Yolande runs her finger up and down the side of her coffee cup.

“Just five minutes,” Mom says. “Yolande’s brought us some news. Something you need to hear.”

Wes barges in through the kitchen door, slamming it shut behind him. He’s all decked out in Real Tree camo, his face smudged with black and green paint. He drops his rifle onto the linoleum.

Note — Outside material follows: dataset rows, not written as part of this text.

//! Customer and ticket records.

use rusqlite::types::{FromSql, FromSqlError, FromSqlResult, ToSql, ToSqlOutput, ValueRef};
use serde::{Deserialize, Serialize};
use serde_json::Value;
use std::fmt;
use std::str::FromStr;

use crate::error::{Error, Result};

/// Closed string enumerations stored as TEXT columns.
macro_rules! text_enum {
    ($name:ident, $what:literal, { $($variant:ident => $text:literal),+ $(,)? }) => {
        #[derive(Debug, Clone, Copy, PartialEq, Eq, Hash, Serialize, Deserialize)]
        #[serde(rename_all = "snake_case")]
        pub enum $name {
            $($variant),+
        }

        impl $name {
            pub const ALL: &'static [$name] = &[$($name::$variant),+];

            pub fn as_str(&self) -> &'static str {
                match self {
                    $($name::$variant => $text),+
                }
            }
        }

        impl fmt::Display for $name {
            fn fmt(&self, f: &mut fmt::Formatter<'_>) -> fmt::Result {
                f.write_str(self.as_str())
            }
        }

        impl FromStr for $name {
            type Err = Error;

            fn from_str(s: &str) -> Result<Self> {
                match s {
                    $($text => Ok($name::$variant),)+
                    other => Err(Error::Validation(format!(
                        "{} must be one of {}, got '{}'",
                        $what,
                        [$($text),+].join(", "),
                        other
                    ))),
                }
            }
        }

        impl ToSql for $name {
            fn to_sql(&self) -> rusqlite::Result<ToSqlOutput<'_>> {
                Ok(ToSqlOutput::from(self.as_str()))
            }
        }

        impl FromSql for $name {
            fn column_result(value: ValueRef<'_>) -> FromSqlResult<Self> {
                value
                    .as_str()?
                    .parse()
                    .map_err(|e: Error| FromSqlError::Other(Box::new(e)))
            }
        }
    };
}

text_enum!(CustomerStatus, "status", {
    Active => "active",
    Disabled => "disabled",
});

text_enum!(TicketStatus, "status", {
    Open => "open",
    InProgress => "in_progress",
    Resolved => "resolved",
});

text_enum!(Priority, "priority", {
    Low => "low",
    Medium => "medium",
    High => "high",
});

impl TicketStatus {
    /// Open and in-progress tickets both count as unresolved.
    pub fn is_unresolved(&self) -> bool {
        !matches!(self, TicketStatus::Resolved)
    }
}

#[derive(Debug, Clone, PartialEq, Eq, Serialize, Deserialize)]
pub struct Customer {
    pub id: i64,
    pub name: String,
    pub email: Option<String>,
    pub phone: Option<String>,
    pub status: CustomerStatus,
    /// RFC 3339
    pub created_at: String,
    /// RFC 3339, advanced on every successful mutation
    pub updated_at: String,
}

#[derive(Debug, Clone, PartialEq, Eq, Serialize, Deserialize)]
pub struct Ticket {
    pub id: i64,
    pub customer_id: i64,
    pub issue: String,
    pub status: TicketStatus,
    pub priority: Priority,
    pub created_at: String,
}

/// An open ticket joined with its customer's contact details.
#[derive(Debug, Clone, PartialEq, Eq, Serialize, Deserialize)]
pub struct OpenTicket {
    #[serde(flatten)]
    pub ticket: Ticket,
    pub customer_name: String,
    pub customer_email: Option<String>,
}

/// A partial customer update. Absent fields are left unchanged.
#[derive(Debug, Clone, Default, PartialEq, Eq, Serialize, Deserialize)]
#[serde(deny_unknown_fields)]
pub struct CustomerUpdate {
    #[serde(default, skip_serializing_if = "Option::is_none")]
    pub name: Option<String>,
    #[serde(default, skip_serializing_if = "Option::is_none")]
    pub email: Option<String>,
    #[serde(default, skip_serializing_if = "Option::is_none")]
    pub phone: Option<String>,
    #[serde(default, skip_serializing_if = "Option::is_none")]
    pub status: Option<CustomerStatus>,
}

impl CustomerUpdate {
    /// Parse a JSON object of fields, rejecting unknown fields and enum violations.
    pub fn from_fields(fields: &Value) -> Result<Self> {
        if !fields.is_object() {
            return Err(Error::Validation("fields must be an object".to_string()));
        }
        let update: CustomerUpdate = serde_json::from_value(fields.clone())
            .map_err(|e| Error::Validation(format!("invalid customer fields: {}", e)))?;

        if update.is_empty() {
            return Err(Error::Validation(
                "No fields to update. Provide at least one of: name, email, phone, status"
                    .to_string(),
            ));
        }
        if matches!(update.name.as_deref(), Some(n) if n.trim().is_empty()) {
            return Err(Error::Validation("name must not be empty".to_string()));
        }
        Ok(update)
    }

    pub fn is_empty(&self) -> bool {
        self.name.is_none() && self.email.is_none() && self.phone.is_none() && self.status.is_none()
    }
}

#[cfg(test)]
mod tests {
    use super::*;
    use serde_json::json;

    #[test]
    fn test_enum_parsing() {
        assert_eq!("in_progress".parse::<TicketStatus>().unwrap(), TicketStatus::InProgress);
        assert_eq!("high".parse::<Priority>().unwrap(), Priority::High);

        let err = "urgent".parse::<Priority>().unwrap_err();
        assert!(matches!(err, Error::Validation(_)));
        assert!(err.to_string().contains("low, medium, high"));
    }

    #[test]
    fn test_update_from_fields() {
        let update = CustomerUpdate::from_fields(&json!({"email": "new@email.com"})).unwrap();
        assert_eq!(update.email.as_deref(), Some("new@email.com"));
        assert!(update.name.is_none());
    }

    #[test]
    fn test_update_rejects_unknown_field() {
        let err = CustomerUpdate::from_fields(&json!({"tier": "gold"})).unwrap_err();
        assert!(matches!(err, Error::Validation(_)));
    }

    #[test]
    fn test_update_rejects_bad_status() {
        assert!(CustomerUpdate::from_fields(&json!({"status": "banned"})).is_err());
        assert!(CustomerUpdate::from_fields(&json!({"status": "disabled"})).is_ok());
    }

    #[test]
    fn test_update_rejects_empty() {
        assert!(CustomerUpdate::from_fields(&json!({})).is_err());
        assert!(CustomerUpdate::from_fields(&json!("email")).is_err());
    }

    #[test]
    fn test_open_ticket_flattens() {
        let open = OpenTicket {
            ticket: Ticket {
                id: 1,
                customer_id: 5,
                issue: "Email notifications not being received".into(),
                status: TicketStatus::Open,
                priority: Priority::Medium,
                created_at: "2026-01-01T00:00:00.000Z".into(),
            },
            customer_name: "Test User 5".into(),
            customer_email: None,
        };
        let value = serde_json::to_value(&open).unwrap();
        assert_eq!(value["customer_id"], 5);
        assert_eq!(value["customer_name"], "Test User 5");
    }
}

Mom frowns. “Is that thing loaded?”

Wes ignores her. “Hey!” he says to Yolande, grinning. “You still here?”

“Tell me that gun isn’t loaded,” says Mom, raising her voice.

“Number one,” says Wes, “it’s not a gun, it’s a rifle. And number two, no, it isn’t loaded. It’s empty. I emptied it into a rabbit about ten minutes ago.” Wes lets out his war cry, “Yee-hoooooo.”

“Killer,” I hiss under my breath.

“Oh C’lleen,” he says as he pours himself a glass of milk. “Sorry to hear about your piano teacher. That’s a real bummer, eh?” He gulps down the milk.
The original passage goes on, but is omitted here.